__Data__:

****************

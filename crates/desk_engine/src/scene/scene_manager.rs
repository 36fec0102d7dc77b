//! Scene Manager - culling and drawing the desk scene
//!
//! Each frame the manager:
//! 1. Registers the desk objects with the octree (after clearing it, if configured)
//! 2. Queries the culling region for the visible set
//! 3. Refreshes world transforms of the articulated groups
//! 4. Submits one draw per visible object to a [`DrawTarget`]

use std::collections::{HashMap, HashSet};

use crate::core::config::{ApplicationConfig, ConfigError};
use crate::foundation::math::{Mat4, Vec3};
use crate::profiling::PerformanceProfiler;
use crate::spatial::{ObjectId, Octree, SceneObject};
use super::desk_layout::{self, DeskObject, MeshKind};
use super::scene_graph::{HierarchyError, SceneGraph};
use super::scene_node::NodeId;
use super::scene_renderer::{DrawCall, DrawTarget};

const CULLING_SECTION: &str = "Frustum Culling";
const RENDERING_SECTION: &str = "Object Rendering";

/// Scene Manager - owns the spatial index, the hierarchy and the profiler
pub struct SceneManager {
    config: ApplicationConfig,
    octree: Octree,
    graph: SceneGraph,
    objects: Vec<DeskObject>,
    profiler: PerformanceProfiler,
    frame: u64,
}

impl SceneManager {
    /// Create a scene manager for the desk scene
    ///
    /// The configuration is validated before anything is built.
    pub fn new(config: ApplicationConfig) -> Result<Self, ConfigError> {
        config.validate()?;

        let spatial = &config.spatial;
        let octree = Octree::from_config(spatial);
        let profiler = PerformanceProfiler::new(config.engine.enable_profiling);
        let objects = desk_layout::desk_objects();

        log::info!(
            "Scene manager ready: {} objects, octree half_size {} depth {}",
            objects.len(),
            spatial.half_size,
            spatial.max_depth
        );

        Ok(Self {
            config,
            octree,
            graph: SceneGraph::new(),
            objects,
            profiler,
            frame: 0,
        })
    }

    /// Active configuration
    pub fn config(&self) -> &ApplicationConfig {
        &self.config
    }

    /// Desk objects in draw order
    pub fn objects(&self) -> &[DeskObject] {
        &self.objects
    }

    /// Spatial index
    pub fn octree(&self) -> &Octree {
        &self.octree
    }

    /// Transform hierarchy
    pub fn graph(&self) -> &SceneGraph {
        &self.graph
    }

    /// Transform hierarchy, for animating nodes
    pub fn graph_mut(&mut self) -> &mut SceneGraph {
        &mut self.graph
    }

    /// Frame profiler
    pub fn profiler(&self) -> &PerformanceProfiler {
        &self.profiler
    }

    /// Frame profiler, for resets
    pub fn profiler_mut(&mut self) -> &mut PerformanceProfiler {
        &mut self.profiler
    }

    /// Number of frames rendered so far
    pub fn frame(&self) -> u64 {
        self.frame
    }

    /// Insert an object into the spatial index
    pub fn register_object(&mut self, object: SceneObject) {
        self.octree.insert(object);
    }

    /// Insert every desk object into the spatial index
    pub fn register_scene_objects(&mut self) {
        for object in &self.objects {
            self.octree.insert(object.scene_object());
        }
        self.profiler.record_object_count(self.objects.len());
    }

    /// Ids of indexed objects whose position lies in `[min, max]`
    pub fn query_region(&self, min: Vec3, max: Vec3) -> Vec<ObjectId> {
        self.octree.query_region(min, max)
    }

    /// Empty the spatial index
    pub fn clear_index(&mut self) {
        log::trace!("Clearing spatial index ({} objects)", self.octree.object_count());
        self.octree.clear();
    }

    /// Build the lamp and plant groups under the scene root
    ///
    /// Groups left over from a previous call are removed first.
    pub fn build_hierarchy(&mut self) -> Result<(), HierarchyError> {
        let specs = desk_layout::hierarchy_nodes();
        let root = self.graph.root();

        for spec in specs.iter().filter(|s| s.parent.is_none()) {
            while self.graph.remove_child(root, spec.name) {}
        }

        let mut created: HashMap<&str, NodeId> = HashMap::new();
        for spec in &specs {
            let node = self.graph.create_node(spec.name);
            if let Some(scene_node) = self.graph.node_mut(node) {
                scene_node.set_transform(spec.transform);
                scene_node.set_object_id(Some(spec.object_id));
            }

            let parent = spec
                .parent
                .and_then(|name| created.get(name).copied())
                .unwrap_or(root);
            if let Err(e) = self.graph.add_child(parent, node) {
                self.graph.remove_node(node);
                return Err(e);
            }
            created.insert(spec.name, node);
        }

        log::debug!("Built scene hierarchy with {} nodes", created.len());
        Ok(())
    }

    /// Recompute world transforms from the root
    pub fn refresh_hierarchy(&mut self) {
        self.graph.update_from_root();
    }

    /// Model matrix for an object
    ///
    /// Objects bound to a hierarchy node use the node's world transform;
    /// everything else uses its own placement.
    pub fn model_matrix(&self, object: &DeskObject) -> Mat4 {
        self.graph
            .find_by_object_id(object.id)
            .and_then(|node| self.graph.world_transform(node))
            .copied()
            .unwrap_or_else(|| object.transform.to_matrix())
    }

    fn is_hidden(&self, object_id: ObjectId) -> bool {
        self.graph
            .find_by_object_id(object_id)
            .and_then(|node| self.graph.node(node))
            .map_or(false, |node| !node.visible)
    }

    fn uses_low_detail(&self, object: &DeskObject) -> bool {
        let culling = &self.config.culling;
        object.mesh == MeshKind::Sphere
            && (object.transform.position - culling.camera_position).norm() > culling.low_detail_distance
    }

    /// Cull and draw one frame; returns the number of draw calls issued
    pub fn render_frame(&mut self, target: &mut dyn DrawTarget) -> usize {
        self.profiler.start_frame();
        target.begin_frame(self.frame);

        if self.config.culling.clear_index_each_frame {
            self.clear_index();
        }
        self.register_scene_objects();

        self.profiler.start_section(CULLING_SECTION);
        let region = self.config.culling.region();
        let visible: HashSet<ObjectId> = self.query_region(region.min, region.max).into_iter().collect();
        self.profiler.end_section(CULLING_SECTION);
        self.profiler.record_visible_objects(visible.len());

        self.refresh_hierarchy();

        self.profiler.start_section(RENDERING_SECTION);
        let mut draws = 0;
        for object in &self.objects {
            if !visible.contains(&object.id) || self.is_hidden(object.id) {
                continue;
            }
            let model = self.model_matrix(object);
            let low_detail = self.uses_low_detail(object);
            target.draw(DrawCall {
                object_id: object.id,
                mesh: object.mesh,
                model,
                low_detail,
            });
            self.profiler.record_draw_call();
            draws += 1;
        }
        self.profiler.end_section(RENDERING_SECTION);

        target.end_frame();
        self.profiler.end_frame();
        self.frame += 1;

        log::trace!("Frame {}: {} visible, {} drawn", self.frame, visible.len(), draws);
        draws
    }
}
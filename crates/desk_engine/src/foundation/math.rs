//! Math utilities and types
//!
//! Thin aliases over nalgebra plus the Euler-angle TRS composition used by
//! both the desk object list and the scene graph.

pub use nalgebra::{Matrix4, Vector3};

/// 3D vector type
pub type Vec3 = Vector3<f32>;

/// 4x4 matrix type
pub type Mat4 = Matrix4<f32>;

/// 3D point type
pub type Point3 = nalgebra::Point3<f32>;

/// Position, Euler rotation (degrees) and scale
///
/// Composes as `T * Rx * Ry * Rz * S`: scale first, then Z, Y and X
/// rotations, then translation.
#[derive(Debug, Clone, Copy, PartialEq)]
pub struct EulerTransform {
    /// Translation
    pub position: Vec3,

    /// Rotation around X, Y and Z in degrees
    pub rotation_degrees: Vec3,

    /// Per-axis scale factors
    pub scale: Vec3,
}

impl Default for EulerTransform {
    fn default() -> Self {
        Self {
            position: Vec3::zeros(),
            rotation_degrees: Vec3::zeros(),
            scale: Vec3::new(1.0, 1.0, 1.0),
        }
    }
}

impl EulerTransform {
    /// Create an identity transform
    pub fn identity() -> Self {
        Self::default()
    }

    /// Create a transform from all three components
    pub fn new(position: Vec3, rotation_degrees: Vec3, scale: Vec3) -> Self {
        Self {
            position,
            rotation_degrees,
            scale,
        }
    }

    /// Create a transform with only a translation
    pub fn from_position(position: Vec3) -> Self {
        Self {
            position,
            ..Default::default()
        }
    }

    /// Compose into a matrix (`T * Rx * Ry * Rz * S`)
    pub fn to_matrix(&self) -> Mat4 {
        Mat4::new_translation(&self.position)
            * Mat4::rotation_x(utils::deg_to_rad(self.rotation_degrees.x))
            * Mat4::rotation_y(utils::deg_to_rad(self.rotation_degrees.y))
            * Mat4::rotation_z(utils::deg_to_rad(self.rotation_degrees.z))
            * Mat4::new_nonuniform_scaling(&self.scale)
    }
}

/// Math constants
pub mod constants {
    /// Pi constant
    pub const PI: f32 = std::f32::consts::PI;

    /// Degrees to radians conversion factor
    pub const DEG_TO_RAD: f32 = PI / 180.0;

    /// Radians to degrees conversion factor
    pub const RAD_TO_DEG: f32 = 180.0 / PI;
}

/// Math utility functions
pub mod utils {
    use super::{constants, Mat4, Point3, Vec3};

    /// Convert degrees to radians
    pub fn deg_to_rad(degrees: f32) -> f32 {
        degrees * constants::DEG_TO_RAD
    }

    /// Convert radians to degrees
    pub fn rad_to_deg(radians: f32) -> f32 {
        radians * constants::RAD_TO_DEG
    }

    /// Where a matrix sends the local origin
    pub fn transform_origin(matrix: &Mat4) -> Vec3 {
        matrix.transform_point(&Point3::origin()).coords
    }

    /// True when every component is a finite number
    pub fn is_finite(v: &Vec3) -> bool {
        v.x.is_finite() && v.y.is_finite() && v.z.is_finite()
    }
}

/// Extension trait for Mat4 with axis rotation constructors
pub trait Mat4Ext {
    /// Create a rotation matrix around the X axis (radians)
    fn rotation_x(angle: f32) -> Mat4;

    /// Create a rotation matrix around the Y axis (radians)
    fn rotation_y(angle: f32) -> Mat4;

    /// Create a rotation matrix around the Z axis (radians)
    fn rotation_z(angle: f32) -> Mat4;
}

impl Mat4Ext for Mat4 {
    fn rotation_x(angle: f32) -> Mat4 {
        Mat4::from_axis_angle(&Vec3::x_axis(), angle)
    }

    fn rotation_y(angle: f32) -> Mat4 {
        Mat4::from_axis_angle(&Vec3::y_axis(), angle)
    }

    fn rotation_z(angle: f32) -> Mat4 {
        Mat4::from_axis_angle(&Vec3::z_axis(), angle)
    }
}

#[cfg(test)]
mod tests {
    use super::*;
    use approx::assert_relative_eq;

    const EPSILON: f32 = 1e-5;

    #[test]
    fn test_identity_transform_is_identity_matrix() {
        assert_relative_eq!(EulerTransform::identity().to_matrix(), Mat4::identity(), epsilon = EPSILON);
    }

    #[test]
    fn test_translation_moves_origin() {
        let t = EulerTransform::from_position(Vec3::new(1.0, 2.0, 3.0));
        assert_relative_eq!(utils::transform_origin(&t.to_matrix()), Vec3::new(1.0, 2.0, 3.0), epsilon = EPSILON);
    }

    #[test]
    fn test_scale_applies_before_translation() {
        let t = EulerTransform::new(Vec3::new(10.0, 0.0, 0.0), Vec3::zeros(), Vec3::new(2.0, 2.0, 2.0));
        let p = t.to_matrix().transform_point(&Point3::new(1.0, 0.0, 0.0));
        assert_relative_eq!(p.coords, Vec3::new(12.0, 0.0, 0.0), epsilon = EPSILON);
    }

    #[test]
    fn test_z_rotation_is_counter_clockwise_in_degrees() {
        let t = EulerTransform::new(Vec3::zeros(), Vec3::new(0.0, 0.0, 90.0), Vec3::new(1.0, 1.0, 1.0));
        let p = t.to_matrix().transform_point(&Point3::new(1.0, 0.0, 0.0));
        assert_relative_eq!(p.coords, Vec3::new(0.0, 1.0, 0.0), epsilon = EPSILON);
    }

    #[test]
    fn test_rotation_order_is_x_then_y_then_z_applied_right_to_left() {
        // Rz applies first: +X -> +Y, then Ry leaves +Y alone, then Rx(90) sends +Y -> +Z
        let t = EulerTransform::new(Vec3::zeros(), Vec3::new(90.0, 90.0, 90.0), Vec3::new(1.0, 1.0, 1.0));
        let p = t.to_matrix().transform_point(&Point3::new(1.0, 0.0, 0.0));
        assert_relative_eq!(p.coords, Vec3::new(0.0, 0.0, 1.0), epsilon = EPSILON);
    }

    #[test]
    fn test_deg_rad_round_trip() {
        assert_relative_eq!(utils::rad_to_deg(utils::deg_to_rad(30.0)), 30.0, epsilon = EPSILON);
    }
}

****************

The lines needed are the ones from the first line of the entries through the line that contains "use super::scene_node::NodeId;", given again without any change.

filename crates/desk_engine/src/scene/scene_manager.rs
repository 36fec0102d7dc77b
//! Scene Manager - culling and drawing the desk scene
//!
//! Each frame the manager:
//! 1. Registers the desk objects with the octree (after clearing it, if configured)
//! 2. Queries the culling region for the visible set
//! 3. Refreshes world transforms of the articulated groups
//! 4. Submits one draw per visible object to a [`DrawTarget`]

use std::collections::{HashMap, HashSet};

use crate::core::config::{ApplicationConfig, ConfigError};
use crate::foundation::math::{Mat4, Vec3};
use crate::profiling::PerformanceProfiler;
use crate::spatial::{ObjectId, Octree, SceneObject};
use super::desk_layout::{self, DeskObject, MeshKind};
use super::scene_graph::{HierarchyError, SceneGraph};
use super::scene_node::NodeId;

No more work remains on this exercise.